_Task details_.
Go line by line through the data and copy those with the word "DisplayProfile".

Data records

§

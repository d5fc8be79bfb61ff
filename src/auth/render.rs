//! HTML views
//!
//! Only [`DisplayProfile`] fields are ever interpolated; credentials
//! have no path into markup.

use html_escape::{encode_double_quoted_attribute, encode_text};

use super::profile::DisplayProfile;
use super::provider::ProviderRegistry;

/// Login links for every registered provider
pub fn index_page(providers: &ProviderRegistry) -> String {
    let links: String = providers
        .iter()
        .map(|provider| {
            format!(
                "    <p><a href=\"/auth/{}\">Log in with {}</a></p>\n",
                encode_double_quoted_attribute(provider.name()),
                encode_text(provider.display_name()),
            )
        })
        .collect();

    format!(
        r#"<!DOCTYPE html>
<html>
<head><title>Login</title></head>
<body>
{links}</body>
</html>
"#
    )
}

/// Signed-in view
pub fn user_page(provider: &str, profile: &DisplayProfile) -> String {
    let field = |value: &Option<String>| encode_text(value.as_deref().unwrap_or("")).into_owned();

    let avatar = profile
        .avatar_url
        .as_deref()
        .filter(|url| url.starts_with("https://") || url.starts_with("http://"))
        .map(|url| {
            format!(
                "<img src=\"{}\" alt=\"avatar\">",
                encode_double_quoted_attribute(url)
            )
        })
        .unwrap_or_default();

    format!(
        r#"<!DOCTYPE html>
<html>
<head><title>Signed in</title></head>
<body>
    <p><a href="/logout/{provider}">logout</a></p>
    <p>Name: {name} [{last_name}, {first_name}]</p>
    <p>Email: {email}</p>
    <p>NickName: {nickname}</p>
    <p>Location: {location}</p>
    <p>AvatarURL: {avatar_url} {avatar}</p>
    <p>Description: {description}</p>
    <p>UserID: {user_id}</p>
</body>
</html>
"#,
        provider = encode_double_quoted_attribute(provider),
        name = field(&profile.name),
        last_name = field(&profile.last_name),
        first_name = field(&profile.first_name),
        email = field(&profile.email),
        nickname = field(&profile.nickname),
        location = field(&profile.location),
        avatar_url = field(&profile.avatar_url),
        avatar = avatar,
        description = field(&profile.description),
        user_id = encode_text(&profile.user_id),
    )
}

§

_Response below_.
//! Only [`DisplayProfile`] fields are ever interpolated; credentials
use super::profile::DisplayProfile;
pub fn user_page(provider: &str, profile: &DisplayProfile) -> String {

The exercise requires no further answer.